Another concern I have is regarding the sequencing of a genome that is already available at the chromosome level. It would be beneficial for the authors to explain the motivation behind this duplication effort, particularly since this genome has the highest coverage in the study. On the other hand, the genome of Leptoglossus occidentalis would benefit from higher coverage to meet the minimal N50 contig standard of 1Mb, as the current coverage seems insufficient. And the genome of Tecia solanivora would also benefit from Hi-C data to get a reference-quality genome.


In short, I believe the authors are not far from achieving genomes that meet current quality standards. In my opinion, they should make the effort to remove potential allelic duplications (using purgedup as well as during the manual curation step; Pretext is a useful tool for this, as it allows plotting coverage on the Hi-C map to easily detect remaining allelic duplications) and potential contaminants. Additionally, I think they should aim for higher HiFi coverage for Leptoglossus occidentalis and generate a Hi-C library for Teci solanivora.
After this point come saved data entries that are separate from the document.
//! A directed graph over integer node ids.
//!
//! Cycles are allowed: the dependency graph of a continuous-time network may contain loops.

use crate::util::{CtbnError, Result};

use indexmap::{IndexMap, IndexSet};


/// The identifier of a node. Ids are never reused, even after the node is gone.
pub type NodeId = usize;


/// A directed graph. The parents and children of a node are kept in insertion order.
#[derive(Clone, Debug, Default)]
pub struct DiGraph {

    /// The parents of each node
    parents: IndexMap<NodeId, IndexSet<NodeId>>,

    /// The children of each node
    children: IndexMap<NodeId, IndexSet<NodeId>>,

    /// The next id to hand out
    next_id: NodeId

}


impl DiGraph {

    pub fn new() -> Self {
        DiGraph::default()
    }

    /// Add a node and return its id
    pub fn add_node(&mut self) -> NodeId {
        let id = self.next_id;
        self.next_id += 1;
        self.parents.insert(id, IndexSet::new());
        self.children.insert(id, IndexSet::new());
        id
    }

    pub fn exists_node(&self, id: NodeId) -> bool {
        self.parents.contains_key(&id)
    }

    fn check_node(&self, id: NodeId) -> Result<()> {
        if self.exists_node(id) {
            Ok(())
        } else {
            Err(CtbnError::NotFound(format!("node {}", id)))
        }
    }

    /// Add the arc `tail -> head`. Adding an existing arc does nothing.
    ///
    /// # Errors
    /// * `CtbnError::NotFound` if one of the ends is not a node
    /// * `CtbnError::InvalidArgument` if `tail == head`
    pub fn add_arc(&mut self, tail: NodeId, head: NodeId) -> Result<()> {
        self.check_node(tail)?;
        self.check_node(head)?;

        if tail == head {
            return Err(CtbnError::InvalidArgument(format!("self-loop on node {}", tail)));
        }

        if let Some(p) = self.parents.get_mut(&head) {
            p.insert(tail);
        }
        if let Some(c) = self.children.get_mut(&tail) {
            c.insert(head);
        }

        Ok(())
    }

    /// Remove the arc `tail -> head`
    ///
    /// # Errors
    /// * `CtbnError::NotFound` if the arc does not exist
    pub fn erase_arc(&mut self, tail: NodeId, head: NodeId) -> Result<()> {
        if ! self.exists_arc(tail, head) {
            return Err(CtbnError::NotFound(format!("arc {} -> {}", tail, head)));
        }

        if let Some(p) = self.parents.get_mut(&head) {
            p.shift_remove(&tail);
        }
        if let Some(c) = self.children.get_mut(&tail) {
            c.shift_remove(&head);
        }

        Ok(())
    }

    pub fn exists_arc(&self, tail: NodeId, head: NodeId) -> bool {
        self.parents.get(&head).map_or(false, |p| p.contains(&tail))
    }

    /// The parents of `id`, in the order the arcs were added
    pub fn parents(&self, id: NodeId) -> Result<Vec<NodeId>> {
        self.parents
            .get(&id)
            .map(|p| p.iter().cloned().collect())
            .ok_or_else(|| CtbnError::NotFound(format!("node {}", id)))
    }

    /// The children of `id`, in the order the arcs were added
    pub fn children(&self, id: NodeId) -> Result<Vec<NodeId>> {
        self.children
            .get(&id)
            .map(|c| c.iter().cloned().collect())
            .ok_or_else(|| CtbnError::NotFound(format!("node {}", id)))
    }

    /// The nodes, in insertion order
    pub fn nodes(&self) -> Vec<NodeId> {
        self.parents.keys().cloned().collect()
    }

    /// Every arc as `(tail, head)`, grouped by head
    pub fn arcs(&self) -> Vec<(NodeId, NodeId)> {
        self.parents
            .iter()
            .flat_map(|(&head, ps)| ps.iter().map(move |&tail| (tail, head)))
            .collect()
    }

    /// The number of nodes
    pub fn size(&self) -> usize {
        self.parents.len()
    }

    pub fn size_arcs(&self) -> usize {
        self.parents.values().map(|p| p.len()).sum()
    }

}
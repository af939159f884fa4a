//! Defines the `Sampler` trait - an object that can randomly sample trajectories from a `Ctbn`.

use crate::trajectory::Event;
use crate::util::Result;

use indexmap::IndexMap;
use rand::Rng;

pub mod forward;

pub use self::forward::ForwardSampler;


/// One sampled trajectory together with the time spent by each variable in each of its states
#[derive(Clone, Debug, PartialEq)]
pub struct Sample {

    /// For every variable, in node order, the time spent in each state
    pub time_in_state: IndexMap<String, Vec<f64>>,

    /// The chronological events of the trajectory
    pub events: Vec<Event>

}


pub trait Sampler {

    /// Draw one trajectory, starting from a fresh random state.
    fn sample<R: Rng + ?Sized>(&self, rng: &mut R) -> Result<Sample>;

}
Indeed, these genome assemblies will provide a solid foundation for future analyses, and having reference genomes at the standard quality will ensure that their work is used for decades to come.


Here are few other comments:

  • The assembly size of Cydalima perspectalis is stated as 469.1 Mb, which does not match the size of the assembly available on NCBI (500.4 Mb). Could the authors clarify which value is correct?
  • "Merqucy" should be corrected to "Merqury" in Table 3.
  • The statement "N50 values indicate good assembly quality" is inaccurate. N50 is not a quality value; it only reflects the contiguity of the assembly. I suggest rephrasing this sentence.
  • The sentence "52 scaffolds at 75X" requires clarification. Does this mean that several assemblies were performed with varying coverages? If not, the sentence should be rephrased for clarity.
  • The sample of Tecia solanivora was collected in Colombia, but the article does not specify whether the necessary agreements for acquiring this sample were respected. This should be clearly stated.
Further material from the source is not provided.